Port-macppc archive
[Date Prev][Date Next][Thread Prev][Thread Next][Date Index][Thread Index][Old Index]
Re: Userland instability in NetBSD 6.0.1 MacPPC
>> HOWEVER, I noticed that if I run the exact program with the same
>> input twice, I get different crazy numbers. (!!)
>
>My first inclination would be to suspect flaky hardware.
>
>> This may well be due to some bug in analog where it is referencing
>> some uninitialized data that just happens to be different on every
>> run.
>
>> It occurs to me, though that if single threaded (and analog is old,
>> so I would expect that), even bugs should be deterministic.
>
>True as far as it goes. But...
>
>> I wonder if the "different answers on different runs" might be caused
>> by some OS behavior where it is not properly zeroing new vm pages, or
>> some other anti-social, but not fatally incorrect behavior.
>
>...this, while perhaps possible, is rather unlikely. But there is
>something I've seen called address space layout randomization, which
>tries to put the various pieces of the address space at different
>adresses each run. It's intended, AIUI, to mostly-defeat
>code-injection malware that has fixed addresses and/or offsets wired
>into it.
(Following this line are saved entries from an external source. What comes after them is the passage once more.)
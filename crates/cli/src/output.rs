// SPDX-License-Identifier: BUSL-1.1
// Copyright (c) 2026 Alfred Jean LLC

use clap::ValueEnum;
use outrun_core::{format_duration, ExecutionResult, LineLevel, LineRecord, Outcome};
use serde::Serialize;

#[derive(Clone, Copy, Debug, Default, PartialEq, ValueEnum)]
pub enum OutputFormat {
    #[default]
    Text,
    Json,
}

/// Echo a captured line to the stream it came from.
pub fn echo_line(line: &LineRecord) {
    match line.level() {
        LineLevel::Info => println!("{}", line.text()),
        LineLevel::Error => eprintln!("{}", line.text()),
    }
}

/// One-line description of a finished run.
pub fn summary(result: &ExecutionResult) -> String {
    let elapsed = format_duration(result.duration());
    match result.outcome() {
        Outcome::Exited(code) => {
            format!("outrun: `{}` exited with code {code} in {elapsed}", result.command())
        }
        Outcome::TimedOut => format!("outrun: `{}` timed out after {elapsed}", result.command()),
        Outcome::Failed => format!("outrun: `{}` failed to run", result.command()),
    }
}

/// Print the summary to stderr, colored by outcome.
pub fn print_summary(result: &ExecutionResult) {
    let text = summary(result);
    if result.succeeded() {
        eprintln!("{}", crate::color::muted(&text));
    } else {
        eprintln!("{}", crate::color::failure(&text));
    }
}

pub fn print_json<T: Serialize>(value: &T) -> anyhow::Result<()> {
    println!("{}", serde_json::to_string_pretty(value)?);
    Ok(())
}

#[cfg(test)]
#[path = "output_tests.rs"]
mod tests;
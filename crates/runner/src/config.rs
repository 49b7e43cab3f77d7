// SPDX-License-Identifier: BUSL-1.1
// Copyright (c) 2026 Alfred Jean LLC

//! Immutable configuration for one run.

use crate::args::{quote_argument, split_arguments, ArgsError};
use crate::{ExecutionResult, LineRecord, ProcessRunner, RunError};
use std::fmt;
use std::path::PathBuf;
use std::sync::Arc;
use std::time::Duration;
use tokio_util::sync::CancellationToken;

/// Observer invoked synchronously for every captured line.
pub type LineCallback = Arc<dyn Fn(&LineRecord) + Send + Sync>;

/// Arguments passed to the program.
#[derive(Debug, Clone, PartialEq, Eq)]
pub enum Arguments {
    /// A single argument string, split with [`split_arguments`] at launch
    /// (or handed verbatim to the shell when shell-mediated).
    Line(String),
    /// Pre-split argv words.
    List(Vec<String>),
}

impl Default for Arguments {
    fn default() -> Self {
        Arguments::Line(String::new())
    }
}

impl Arguments {
    /// Resolve to argv words.
    pub fn to_argv(&self) -> Result<Vec<String>, ArgsError> {
        match self {
            Arguments::Line(line) => split_arguments(line),
            Arguments::List(words) => Ok(words.clone()),
        }
    }

    pub fn is_empty(&self) -> bool {
        match self {
            Arguments::Line(line) => line.trim().is_empty(),
            Arguments::List(words) => words.is_empty(),
        }
    }
}

/// Renders as a shell-readable argument string.
impl fmt::Display for Arguments {
    fn fmt(&self, f: &mut fmt::Formatter<'_>) -> fmt::Result {
        match self {
            Arguments::Line(line) => f.write_str(line.trim()),
            Arguments::List(words) => {
                let quoted: Vec<String> = words.iter().map(|w| quote_argument(w)).collect();
                f.write_str(&quoted.join(" "))
            }
        }
    }
}

/// Everything needed to launch and supervise one process.
///
/// A config describes exactly one run. Builder methods take and return
/// `self`:
///
/// ```ignore
/// let config = RunnerConfig::new("git")
///     .arguments("status --short")
///     .cwd(repo)
///     .timeout(Duration::from_secs(10))
///     .env("GIT_PAGER", "cat");
/// ```
#[derive(Clone)]
pub struct RunnerConfig {
    pub(crate) program: String,
    pub(crate) arguments: Arguments,
    pub(crate) timeout: Option<Duration>,
    pub(crate) cwd: Option<PathBuf>,
    pub(crate) env: Vec<(String, String)>,
    pub(crate) on_line: Option<LineCallback>,
    pub(crate) log_span: Option<tracing::Span>,
    pub(crate) shell_mediated: bool,
    pub(crate) cancel: CancellationToken,
}

impl RunnerConfig {
    /// Configure a run of `program` with no arguments and no timeout.
    pub fn new(program: impl Into<String>) -> Self {
        Self {
            program: program.into(),
            arguments: Arguments::default(),
            timeout: None,
            cwd: None,
            env: Vec::new(),
            on_line: None,
            log_span: None,
            shell_mediated: false,
            cancel: CancellationToken::new(),
        }
    }

    outrun_core::setters! {
        set {
            shell_mediated: bool,
        }
        option {
            cwd: PathBuf,
            log_span: tracing::Span,
        }
    }

    /// Set the argument string.
    pub fn arguments(mut self, line: impl Into<String>) -> Self {
        self.arguments = Arguments::Line(line.into());
        self
    }

    /// Set pre-split arguments.
    pub fn args<I, S>(mut self, args: I) -> Self
    where
        I: IntoIterator<Item = S>,
        S: Into<String>,
    {
        self.arguments = Arguments::List(args.into_iter().map(Into::into).collect());
        self
    }

    pub fn timeout(mut self, timeout: Duration) -> Self {
        self.timeout = Some(timeout);
        self
    }

    /// Timeout in milliseconds; `0` means no timeout.
    pub fn timeout_ms(mut self, ms: u64) -> Self {
        self.timeout = (ms > 0).then(|| Duration::from_millis(ms));
        self
    }

    pub fn no_timeout(mut self) -> Self {
        self.timeout = None;
        self
    }

    /// Override one environment variable; the inherited environment is kept.
    pub fn env(mut self, key: impl Into<String>, value: impl Into<String>) -> Self {
        self.env.push((key.into(), value.into()));
        self
    }

    /// Override several environment variables.
    pub fn envs<I, K, V>(mut self, vars: I) -> Self
    where
        I: IntoIterator<Item = (K, V)>,
        K: Into<String>,
        V: Into<String>,
    {
        self.env.extend(vars.into_iter().map(|(k, v)| (k.into(), v.into())));
        self
    }

    pub fn on_line<F>(mut self, callback: F) -> Self
    where
        F: Fn(&LineRecord) + Send + Sync + 'static,
    {
        self.on_line = Some(Arc::new(callback));
        self
    }

    pub fn cancel_token(mut self, token: CancellationToken) -> Self {
        self.cancel = token;
        self
    }

    pub fn program(&self) -> &str {
        &self.program
    }

    pub fn argument_list(&self) -> &Arguments {
        &self.arguments
    }

    pub fn timeout_duration(&self) -> Option<Duration> {
        self.timeout
    }

    /// Output is captured unless the shell mediates the launch.
    pub fn streams_redirected(&self) -> bool {
        !self.shell_mediated
    }

    /// `program args...` for display and logging.
    pub fn command_line(&self) -> String {
        if self.arguments.is_empty() {
            self.program.clone()
        } else {
            format!("{} {}", self.program, self.arguments)
        }
    }

    /// Construct a [`ProcessRunner`] for this config and run it.
    pub async fn run(self) -> Result<ExecutionResult, RunError> {
        ProcessRunner::new(self).run().await
    }
}

impl fmt::Debug for RunnerConfig {
    fn fmt(&self, f: &mut fmt::Formatter<'_>) -> fmt::Result {
        f.debug_struct("RunnerConfig")
            .field("program", &self.program)
            .field("arguments", &self.arguments)
            .field("timeout", &self.timeout)
            .field("cwd", &self.cwd)
            .field("env", &self.env)
            .field("on_line", &self.on_line.is_some())
            .field("shell_mediated", &self.shell_mediated)
            .field("cancelled", &self.cancel.is_cancelled())
            .finish()
    }
}

#[cfg(test)]
#[path = "config_tests.rs"]
mod tests;
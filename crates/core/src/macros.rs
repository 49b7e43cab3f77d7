// SPDX-License-Identifier: BUSL-1.1
// Copyright (c) 2026 Alfred Jean LLC

//! Declarative macros shared by the workspace crates.
//!
//! - [`simple_display!`]: `Display` impl mapping enum variants to string literals
//! - [`setters!`]: by-value setter methods for configuration builders
//! - [`test_builder!`]: test-only builder for value types with private fields

/// Generate a `Display` impl that maps enum variants to string literals.
///
/// ```ignore
/// outrun_core::simple_display! {
///     LineLevel {
///         Info => "Info",
///         Error => "Error",
///     }
/// }
/// ```
#[macro_export]
macro_rules! simple_display {
    ($enum:ty { $( $variant:ident $(( $($ignore:tt)* ))? => $str:expr ),+ $(,)? }) => {
        impl std::fmt::Display for $enum {
            fn fmt(&self, f: &mut std::fmt::Formatter<'_>) -> std::fmt::Result {
                f.write_str(match self {
                    $( Self::$variant $(( $($ignore)* ))? => $str, )+
                })
            }
        }
    };
}

/// Generate by-value setter methods inside an existing `impl` block.
///
/// - `into { field: Type }`: setter takes `impl Into<Type>`
/// - `set { field: Type }`: setter takes `Type`
/// - `option { field: Type }`: field is `Option<Type>`, setter wraps in `Some`
///
/// ```ignore
/// impl RunnerConfig {
///     outrun_core::setters! {
///         set { shell_mediated: bool }
///         option { cwd: PathBuf }
///     }
/// }
/// ```
#[macro_export]
macro_rules! setters {
    (
        $(into {
            $( $into_field:ident : $into_ty:ty ),* $(,)?
        })?
        $(set {
            $( $set_field:ident : $set_ty:ty ),* $(,)?
        })?
        $(option {
            $( $opt_field:ident : $opt_ty:ty ),* $(,)?
        })?
    ) => {
        $($(
            pub fn $into_field(mut self, v: impl Into<$into_ty>) -> Self {
                self.$into_field = v.into();
                self
            }
        )*)?

        $($(
            pub fn $set_field(mut self, v: $set_ty) -> Self {
                self.$set_field = v;
                self
            }
        )*)?

        $($(
            pub fn $opt_field(mut self, v: impl Into<$opt_ty>) -> Self {
                self.$opt_field = Some(v.into());
                self
            }
        )*)?
    };
}

/// Generate a test builder for a struct whose fields are private to its module.
///
/// Invoke it next to the target type. Every target field must be listed
/// either as a settable field (with a default) or as a computed one.
///
/// ```ignore
/// crate::test_builder! {
///     pub struct FooBuilder => Foo {
///         set { count: u32 = 0 }
///         computed { created_at: DateTime<Utc> = Utc::now() }
///     }
/// }
/// ```
#[macro_export]
macro_rules! test_builder {
    (
        pub struct $builder:ident => $target:ident {
            set {
                $( $set_field:ident : $set_ty:ty = $set_default:expr ),* $(,)?
            }
            $(computed {
                $( $comp_field:ident : $comp_ty:ty = $comp_expr:expr ),* $(,)?
            })?
        }
    ) => {
        #[cfg(any(test, feature = "test-support"))]
        pub struct $builder {
            $( $set_field: $set_ty, )*
        }

        #[cfg(any(test, feature = "test-support"))]
        impl Default for $builder {
            fn default() -> Self {
                Self {
                    $( $set_field: $set_default, )*
                }
            }
        }

        #[cfg(any(test, feature = "test-support"))]
        impl $builder {
            $(
                pub fn $set_field(mut self, v: $set_ty) -> Self {
                    self.$set_field = v;
                    self
                }
            )*

            pub fn build(self) -> $target {
                $target {
                    $( $set_field: self.$set_field, )*
                    $($( $comp_field: $comp_expr, )*)?
                }
            }
        }

        #[cfg(any(test, feature = "test-support"))]
        impl $target {
            /// Create a builder with test defaults.
            pub fn builder() -> $builder {
                $builder::default()
            }
        }
    };
}
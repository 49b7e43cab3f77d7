// SPDX-License-Identifier: BUSL-1.1
// Copyright (c) 2026 Alfred Jean LLC

//! Startup sanity checks.
//!
//! Confirms the engine can tell success from failure on this host before
//! anything depends on it, and probes for optional external tools.

use crate::{ExecutionResult, RunError, RunnerConfig};
use std::time::Duration;

const CHECK_TIMEOUT: Duration = Duration::from_secs(10);

/// Observed results of the known-good and known-bad runs.
#[derive(Debug, Clone)]
pub struct EngineReport {
    pub good: ExecutionResult,
    pub bad: ExecutionResult,
}

/// Whether an external tool could be run, and the version it reported.
#[derive(Debug, Clone, PartialEq, Eq)]
pub struct ToolAvailability {
    pub available: bool,
    pub version: Option<String>,
}

#[derive(Debug, thiserror::Error)]
pub enum PreconditionError {
    #[error("known-good command `{command}` was not observed succeeding ({observed})")]
    GoodCommandFailed { command: String, observed: String },

    #[error("known-bad command `{command}` was not observed failing ({observed})")]
    BadCommandPassed { command: String, observed: String },

    #[error("required tool `{program}` is not available")]
    ToolMissing { program: String },

    #[error(transparent)]
    Cancelled(#[from] RunError),
}

#[cfg(unix)]
fn known_good() -> RunnerConfig {
    RunnerConfig::new("sh").args(["-c", "exit 0"])
}

#[cfg(windows)]
fn known_good() -> RunnerConfig {
    RunnerConfig::new("cmd").args(["/C", "exit 0"])
}

#[cfg(unix)]
fn known_bad() -> RunnerConfig {
    RunnerConfig::new("ls").arguments("--outrun-invalid-flag")
}

#[cfg(windows)]
fn known_bad() -> RunnerConfig {
    RunnerConfig::new("cmd").args(["/C", "dir /outrun-invalid-flag"])
}

fn describe(result: &ExecutionResult) -> String {
    let errors = result.error_lines().count();
    match result.exit_code() {
        Some(code) => format!("{}, exit code {code}, {errors} error lines", result.outcome()),
        None => format!("{}, {errors} error lines", result.outcome()),
    }
}

/// Run the known-good and known-bad commands and confirm the engine observes
/// success and failure correctly.
pub async fn check_engine() -> Result<EngineReport, PreconditionError> {
    let good_config = known_good().timeout(CHECK_TIMEOUT);
    let command = good_config.command_line();
    let good = good_config.run().await?;
    if !(good.completed() && good.exit_code() == Some(0)) {
        return Err(PreconditionError::GoodCommandFailed { command, observed: describe(&good) });
    }

    let bad_config = known_bad().timeout(CHECK_TIMEOUT);
    let command = bad_config.command_line();
    let bad = bad_config.run().await?;
    let failed = bad.exit_code().is_some_and(|code| code != 0);
    if !failed || bad.error_lines().next().is_none() {
        return Err(PreconditionError::BadCommandPassed { command, observed: describe(&bad) });
    }

    tracing::debug!("engine precondition check passed");
    Ok(EngineReport { good, bad })
}

/// Probe `program` by running it with `version_arg`.
///
/// The version is the trimmed combined output of a zero-exit run.
pub async fn check_tool(program: &str, version_arg: &str) -> Result<ToolAvailability, RunError> {
    let result = RunnerConfig::new(program).arguments(version_arg).timeout(CHECK_TIMEOUT).run().await?;
    if !result.succeeded() {
        tracing::debug!(program, outcome = %result.outcome(), "tool probe failed");
        return Ok(ToolAvailability { available: false, version: None });
    }
    let output = result.combined_output();
    let version = Some(output.trim().to_string()).filter(|v| !v.is_empty());
    Ok(ToolAvailability { available: true, version })
}

/// Like [`check_tool`] but a missing tool is an error.
pub async fn require_tool(
    program: &str,
    version_arg: &str,
) -> Result<ToolAvailability, PreconditionError> {
    let availability = check_tool(program, version_arg).await?;
    if !availability.available {
        return Err(PreconditionError::ToolMissing { program: program.to_string() });
    }
    Ok(availability)
}

#[cfg(test)]
#[path = "precondition_tests.rs"]
mod tests;
//! HTTP transport implementation.
//!
//! This module provides HTTP/1.1 and HTTP/2 delivery of prepared gateway
//! requests using reqwest.

use reqwest::Client;
use tracing::instrument;
use url::Url;

use super::{
    OutboundRequest, RequestBody, Transport, TransportResponse,
    config::{HttpConfig, HttpVersion},
    retry::{RetryPolicy, retry_with_backoff},
};
use crate::error::{GatewayError, Result};

/// Validates URL for security constraints.
///
/// Ensures the URL uses HTTPS and does not point to localhost.
fn validate_url(url: &Url) -> Result<()> {
    if url.scheme() != "https" {
        return Err(GatewayError::TransportFailure("Only HTTPS URLs are allowed".to_owned()));
    }

    if let Some(host) = url.host_str()
        && (host == "localhost" || host == "127.0.0.1" || host == "::1" || host == "[::1]")
    {
        return Err(GatewayError::TransportFailure("Localhost URLs are not allowed".to_owned()));
    }

    Ok(())
}

/// Validates header name and value for CRLF injection prevention.
fn validate_header(name: &str, value: &str) -> Result<()> {
    if name.contains(['\r', '\n', '\0']) {
        return Err(GatewayError::TransportFailure(
            "Invalid header name: control characters not allowed".to_owned(),
        ));
    }
    if value.contains(['\r', '\n', '\0']) {
        return Err(GatewayError::TransportFailure(
            "Invalid header value: control characters not allowed".to_owned(),
        ));
    }
    Ok(())
}

/// HTTP/1.1 and HTTP/2 transport using reqwest.
///
/// Supports connection pooling, keep-alive, and HTTP/2 multiplexing. Non-2xx
/// answers are returned as responses, not errors: the gateway puts error
/// codes in the body.
///
/// # Examples
///
/// ```rust,no_run
/// use simplepay::transport::{HttpConfig, HttpTransport, OutboundRequest, Transport};
///
/// # async fn example() -> simplepay::error::Result<()> {
/// let config = HttpConfig { max_retries: 2, ..HttpConfig::default() };
/// let transport = HttpTransport::with_config(&config)?;
///
/// let request = OutboundRequest::form(
///     "https://sandbox.simplepay.hu/payment/order/ios.php",
///     vec![("MERCHANT".to_owned(), "PUBLICTESTHUF".to_owned())],
/// );
/// let response = transport.send(request).await?;
/// println!("{}", response.text());
/// # Ok(())
/// # }
/// ```
#[derive(Debug, Clone)]
pub struct HttpTransport {
    client: Client,
    http_version: HttpVersion,
    retry: RetryPolicy,
}

impl HttpTransport {
    /// Creates a new HTTP transport with default settings.
    ///
    /// Default configuration:
    /// - Pool max idle per host: 100
    /// - Timeout: 30 seconds
    /// - Connect timeout: 10 seconds
    /// - HTTP version: Auto (prefer HTTP/2)
    /// - No retries
    ///
    /// # Errors
    ///
    /// Returns error if the TLS backend cannot be initialized.
    ///
    /// # Examples
    ///
    /// ```
    /// use simplepay::transport::{HttpTransport, Transport};
    ///
    /// let transport = HttpTransport::new().unwrap();
    /// assert_eq!(transport.protocol_name(), "http");
    /// ```
    pub fn new() -> Result<Self> {
        Self::with_config(&HttpConfig::default())
    }

    /// Creates HTTP transport with custom configuration.
    ///
    /// # Errors
    ///
    /// Returns [`GatewayError::ConfigError`] for out-of-range settings, or
    /// [`GatewayError::HttpError`] if client creation fails.
    ///
    /// # Examples
    ///
    /// ```
    /// use simplepay::transport::{HttpConfig, HttpTransport, HttpVersion, Transport};
    ///
    /// let config = HttpConfig {
    ///     pool_max_idle_per_host: 20,
    ///     timeout_secs: 60,
    ///     connect_timeout_secs: 15,
    ///     http_version: HttpVersion::Http2,
    ///     ..HttpConfig::default()
    /// };
    ///
    /// let transport = HttpTransport::with_config(&config).unwrap();
    /// assert_eq!(transport.protocol_name(), "http/2");
    /// ```
    pub fn with_config(config: &HttpConfig) -> Result<Self> {
        config.validate()?;

        let mut builder = Client::builder()
            .pool_max_idle_per_host(config.pool_max_idle_per_host)
            .timeout(config.timeout())
            .connect_timeout(config.connect_timeout());

        builder = match config.http_version {
            HttpVersion::Http1 => builder.http1_only(),
            HttpVersion::Http2 => builder.http2_prior_knowledge(),
            HttpVersion::Auto => builder,
        };

        let client = builder.build().map_err(GatewayError::HttpError)?;
        let retry = RetryPolicy::with_retries(
            config.max_retries,
            std::time::Duration::from_millis(config.retry_delay_ms),
        );

        Ok(Self { client, http_version: config.http_version, retry })
    }

    /// Retry policy applied to every request.
    #[must_use]
    pub const fn retry_policy(&self) -> &RetryPolicy {
        &self.retry
    }

    #[instrument(skip(self, request), fields(url = %request.url))]
    async fn execute_request(&self, request: &OutboundRequest) -> Result<TransportResponse> {
        let mut builder = self.client.post(&request.url);
        if request.header("Content-Type").is_none() {
            builder = builder.header("Content-Type", request.body.content_type());
        }

        for (key, value) in &request.headers {
            builder = builder.header(key, value);
        }

        builder = match &request.body {
            RequestBody::Json(text) => builder.body(text.clone()),
            RequestBody::Form(pairs) => builder.form(pairs),
        };

        let response = builder.send().await?;
        let status = response.status().as_u16();

        let headers: Vec<(String, String)> = response
            .headers()
            .iter()
            .map(|(k, v)| (k.to_string(), v.to_str().unwrap_or("").to_owned()))
            .collect();

        if response.status().is_server_error() {
            return Err(GatewayError::TransportFailure(format!("gateway returned status {status}")));
        }

        let body = response.bytes().await.map_err(GatewayError::HttpError)?.to_vec();
        tracing::debug!(status, bytes = body.len(), "response received");

        Ok(TransportResponse { status, body, headers })
    }
}

impl Transport for HttpTransport {
    async fn send(&self, request: OutboundRequest) -> Result<TransportResponse> {
        let url = Url::parse(&request.url)
            .map_err(|e| GatewayError::TransportFailure(format!("invalid url: {e}")))?;

        // Security: Validate URL scheme and host
        validate_url(&url)?;

        // Security: Validate custom headers for CRLF injection
        for (key, value) in &request.headers {
            validate_header(key, value)?;
        }

        retry_with_backoff(&self.retry, || self.execute_request(&request)).await
    }

    fn protocol_name(&self) -> &'static str {
        match self.http_version {
            HttpVersion::Http1 => "http/1.1",
            HttpVersion::Http2 => "http/2",
            HttpVersion::Auto => "http",
        }
    }
}

#[cfg(test)]
mod tests {
    use super::*;

    #[test]
    fn test_http_transport_new() {
        let transport = HttpTransport::new();
        assert!(transport.is_ok());
        assert_eq!(transport.unwrap().retry_policy().max_attempts, 1);
    }

    #[test]
    fn test_http_transport_protocol_name() {
        let config_http1 = HttpConfig { http_version: HttpVersion::Http1, ..Default::default() };
        let transport_http1 = HttpTransport::with_config(&config_http1).unwrap();
        assert_eq!(transport_http1.protocol_name(), "http/1.1");

        let config_http2 = HttpConfig { http_version: HttpVersion::Http2, ..Default::default() };
        let transport_http2 = HttpTransport::with_config(&config_http2).unwrap();
        assert_eq!(transport_http2.protocol_name(), "http/2");

        let config_auto = HttpConfig { http_version: HttpVersion::Auto, ..Default::default() };
        let transport_auto = HttpTransport::with_config(&config_auto).unwrap();
        assert_eq!(transport_auto.protocol_name(), "http");
    }

    #[test]
    fn test_http_transport_retry_config() {
        let config = HttpConfig { max_retries: 3, ..Default::default() };
        let transport = HttpTransport::with_config(&config).unwrap();
        assert_eq!(transport.retry_policy().max_attempts, 4);
    }

    #[test]
    fn test_http_transport_rejects_invalid_config() {
        let config = HttpConfig { timeout_secs: 0, ..Default::default() };
        assert!(matches!(HttpTransport::with_config(&config), Err(GatewayError::ConfigError(_))));
    }

    #[tokio::test]
    async fn test_send_invalid_url() {
        let transport = HttpTransport::new().unwrap();
        let result = transport.send(OutboundRequest::json("not-a-url", "{}")).await;
        assert!(matches!(result, Err(GatewayError::TransportFailure(_))));
    }

    #[tokio::test]
    async fn test_send_rejects_plain_http() {
        let transport = HttpTransport::new().unwrap();
        let result = transport.send(OutboundRequest::json("http://gateway.example.com/v2/start", "{}")).await;
        assert!(matches!(result, Err(GatewayError::TransportFailure(msg)) if msg.contains("HTTPS")));
    }

    #[tokio::test]
    async fn test_send_rejects_localhost() {
        let transport = HttpTransport::new().unwrap();
        let result = transport.send(OutboundRequest::json("https://localhost/v2/start", "{}")).await;
        assert!(matches!(result, Err(GatewayError::TransportFailure(msg)) if msg.contains("Localhost")));
    }

    #[tokio::test]
    async fn test_send_rejects_header_injection() {
        let transport = HttpTransport::new().unwrap();
        let request = OutboundRequest::json("https://gateway.example.com/v2/start", "{}")
            .with_header("Signature", "abc\r\nX-Evil: 1");
        let result = transport.send(request).await;
        assert!(matches!(result, Err(GatewayError::TransportFailure(msg)) if msg.contains("control")));
    }

    #[test]
    fn test_validate_header() {
        assert!(validate_header("Signature", "abc=").is_ok());
        assert!(validate_header("X\nY", "v").is_err());
        assert!(validate_header("X", "v\0").is_err());
    }
}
If NetBSD has anything of the sort (you said 6.0.1, so it's
>not a version I know), this could mean that the trash left on the stack
>from one routine call to the next can differ from run to run.
>
>> I have seen some strange behavior that seems non-reproducable, though
>> it's hard to tell when bringing up a new box and debugging 12 things
>> at once.
>
>So true.
>
I ran my test case on my x86_64 VM. I did 60 runs, and none failed.
Rock solid.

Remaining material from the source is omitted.